Par un matin étouffant de juillet, Rose Wilson avait du mal à respirer alors qu'elle était assise dans son lit, la lumière de son ordinateur illuminant son visage et les tubes d'oxygène dans son nez.
Wilson, un retraité qui a travaillé comme infirmière superviseur du département de santé publique dans le comté de Duval pendant 35 ans, venait de recevoir un diagnostic de pneumonie induite par le COVID-19. Elle avait un rendez-vous de télémédecine avec son médecin.
Le Dr Rogers Cain, qui dirigeait une petite clinique médicale familiale bien rangée à quelques pâtés de maisons de la rivière Trout, au nord de Jacksonville, une zone à prédominance noire où le coronavirus est maltraité, revient de son écran. Wilson, 81 ans, était l'un des patients de Cain qui avait été testé positif – il avait sept autres patients COVID ce matin-là avant midi. Trois de ses enfants adultes avaient également contracté le virus.
«Cela a commencé comme un goutte-à-goutte, un goutte-à-goutte en mai», a déclaré Cain, la voix étouffée par son masque. « Maintenant, c'est plus comme un robinet qui tourne. »
Cain et Wilson sont nerveux. Au cours des deux dernières décennies, les deux ont vu le département de la santé du comté vidé d'argent et de personnes, entravant la capacité de Duval à répondre aux épidémies, y compris un petit groupe de cas de tuberculose en 2012. Et maintenant, ils font face à la menace du COVID-19 dans un La ville devait autrefois accueillir la Convention nationale républicaine de cette semaine, dans l'un des États à la tête de la dernière vague américaine.
La Floride est à la fois un microcosme et un récit édifiant pour l'Amérique. Alors que le pays a affamé le système de santé publique destiné à protéger les communautés contre la maladie, le personnel et le financement ont chuté de plus en plus rapidement dans l'État du Soleil, le laissant particulièrement mal préparé pour la pire crise sanitaire du siècle.
Bien que la population de la Floride ait augmenté de 2,4 millions depuis 2010 pour en faire le troisième État le plus peuplé du pays, une enquête conjointe de KHN et de l'Associated Press a révélé que l'État a réduit le personnel de ses services de santé locaux – de 12422 équivalents temps plein. à 9125 en 2019, les dernières données disponibles.
Selon une analyse des données de l'État, les services de santé locaux gérés par l'État ont dépensé 41% de moins par habitant en 2019 qu'en 2010, passant de 57 $ à 34 $ après ajustement pour l'inflation. Les départements du pays ont également réduit leurs dépenses, mais de moins de moitié moins – une moyenne de 18%, selon les données de l'Association nationale des responsables de la santé des comtés et des villes.

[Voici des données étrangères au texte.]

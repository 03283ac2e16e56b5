//! Flat record produced by the chart crawler, one per table row per grid cell

use std::cmp::Ordering;

use serde::{Deserialize, Serialize};

use super::entities::{FanGeometry, HeatsinkSpec, MeasurementValues};

/// One measurement row as published on the chart, after field parsing.
///
/// Optional fields are `None` when the chart leaves them blank or the text
/// could not be interpreted.
#[derive(Debug, Clone, PartialEq, Serialize, Deserialize)]
pub struct CoolerRecord {
    pub maker: String,
    pub model: String,
    pub width: Option<f64>,
    pub depth: Option<f64>,
    pub height: Option<f64>,
    pub heatsink_type: String,
    pub weight: Option<f64>,
    pub fan_size: Option<i64>,
    pub fan_thickness: Option<i64>,
    pub fan_count: Option<i64>,
    pub rpm_min: Option<i64>,
    pub rpm_max: Option<i64>,
    pub noise: i64,
    pub power: i64,
    pub noise_actual_min: Option<f64>,
    pub noise_actual_max: Option<f64>,
    pub cpu_temp_delta: f64,
    pub power_temp_delta: Option<f64>,
}

impl CoolerRecord {
    /// Lowercased `"maker model"` key used by the curated lookup tables
    pub fn lookup_key(&self) -> String {
        format!("{} {}", self.maker, self.model).to_lowercase()
    }

    pub fn heatsink_spec(&self) -> HeatsinkSpec {
        HeatsinkSpec {
            width: self.width,
            depth: self.depth,
            height: self.height,
            heatsink_type: self.heatsink_type.clone(),
            weight: self.weight,
        }
    }

    /// Fan geometry, or `None` when any of its three parts is missing
    pub fn fan_geometry(&self) -> Option<FanGeometry> {
        Some(FanGeometry {
            fan_size: self.fan_size?,
            fan_thickness: self.fan_thickness?,
            fan_count: self.fan_count?,
        })
    }

    pub fn measurement_values(&self) -> MeasurementValues {
        MeasurementValues {
            noise_actual_min: self.noise_actual_min,
            noise_actual_max: self.noise_actual_max,
            rpm_min: self.rpm_min,
            rpm_max: self.rpm_max,
            cpu_temp_delta: self.cpu_temp_delta,
            power_temp_delta: self.power_temp_delta,
        }
    }

    /// Canonical ordering: maker, model, fan size, fan thickness, fan count,
    /// noise, power, measured noise. Missing values sort first.
    pub fn canonical_cmp(&self, other: &Self) -> Ordering {
        self.maker
            .cmp(&other.maker)
            .then_with(|| self.model.cmp(&other.model))
            .then_with(|| self.fan_size.cmp(&other.fan_size))
            .then_with(|| self.fan_thickness.cmp(&other.fan_thickness))
            .then_with(|| self.fan_count.cmp(&other.fan_count))
            .then_with(|| self.noise.cmp(&other.noise))
            .then_with(|| self.power.cmp(&other.power))
            .then_with(|| cmp_optional_f64(self.noise_actual_min, other.noise_actual_min))
    }
}

fn cmp_optional_f64(a: Option<f64>, b: Option<f64>) -> Ordering {
    match (a, b) {
        (Some(a), Some(b)) => a.total_cmp(&b),
        (None, Some(_)) => Ordering::Less,
        (Some(_), None) => Ordering::Greater,
        (None, None) => Ordering::Equal,
    }
}

/// Stable sort into canonical order; records with equal keys keep their crawl order
pub fn sort_records(records: &mut [CoolerRecord]) {
    records.sort_by(CoolerRecord::canonical_cmp);
}

#[cfg(test)]
pub(crate) mod fixtures {
    use super::CoolerRecord;

    /// A fully populated record for tests to tweak
    pub fn record(maker: &str, model: &str, noise: i64, power: i64) -> CoolerRecord {
        CoolerRecord {
            maker: maker.to_string(),
            model: model.to_string(),
            width: Some(125.0),
            depth: Some(75.0),
            height: Some(150.0),
            heatsink_type: "tower".to_string(),
            weight: Some(620.0),
            fan_size: Some(120),
            fan_thickness: Some(25),
            fan_count: Some(1),
            rpm_min: Some(1200),
            rpm_max: Some(1250),
            noise,
            power,
            noise_actual_min: None,
            noise_actual_max: None,
            cpu_temp_delta: 40.5,
            power_temp_delta: Some(30.0),
        }
    }
}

Même avant que la pandémie ne frappe, cela signifiait moins d'enquêteurs pour suivre, tracer et contenir des maladies telles que l'hépatite. Cela signifiait moins d'infirmières de la santé publique pour enseigner aux gens comment se protéger du VIH / sida ou de la grippe. Lorsque la vague de COVID-19 a inondé la Floride, l'État a été pris au dépourvu au moment où cela comptait le plus, ses principales lignes de défense éviscérées.

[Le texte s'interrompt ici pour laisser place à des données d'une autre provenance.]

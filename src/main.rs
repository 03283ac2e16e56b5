use anyhow::Result;
use clap::Parser;
use cpu_cooler_chart::commands::{self, Cli};
use cpu_cooler_chart::infrastructure::init_logging_with_config;

#[tokio::main]
async fn main() -> Result<()> {
    let cli = Cli::parse();
    let config = commands::load_config(&cli)?;
    init_logging_with_config(&config.logging)?;

    commands::run(cli, config).await
}
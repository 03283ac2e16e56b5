//! CPU cooler chart - heatsink measurement crawler and API
//!
//! Fetches the published cooler measurement charts, normalizes the rows,
//! reconciles them into SQLite, enriches heatsinks with Danawa prices and
//! serves the result as JSON and CSV.

// Module declarations
pub mod domain;
pub mod application;
pub mod infrastructure;
pub mod api;
pub mod commands;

Désormais, les cas confirmés ont dépassé les 588 000 et les décès sont passés à plus de 10 000. Les inquiétudes suscitées par le virus ont incité les républicains à annuler les projets de convention en personne à Jacksonville, optant pour une version allégée en Caroline du Nord.
Les experts de la santé attribuent les réductions de financement à la Grande Récession et aux choix d'une série de gouverneurs qui voulaient transférer les services publics financés par l'État vers des entreprises à but lucratif.
Et lorsque la pandémie s'est installée, disent-ils, les habitants ont reçu des messages contradictoires sur les stratégies de prévention comme le port de masques du gouverneur républicain Ron DeSantis et d'autres dirigeants politiques. Les voix au sein des services de santé ont été muselées.
« La réalité, malheureusement, c'est que des gens vont mourir à cause de l'irresponsabilité des décisions prises par les gens qui élaborent les budgets », a déclaré Ron Bialek, président de la Public Health Foundation, une organisation à but non lucratif de Washington, DC, offrant des outils et formation. «La santé publique ne peut pas nous aider à sortir de cette situation sans que nos élus nous en donnent les moyens».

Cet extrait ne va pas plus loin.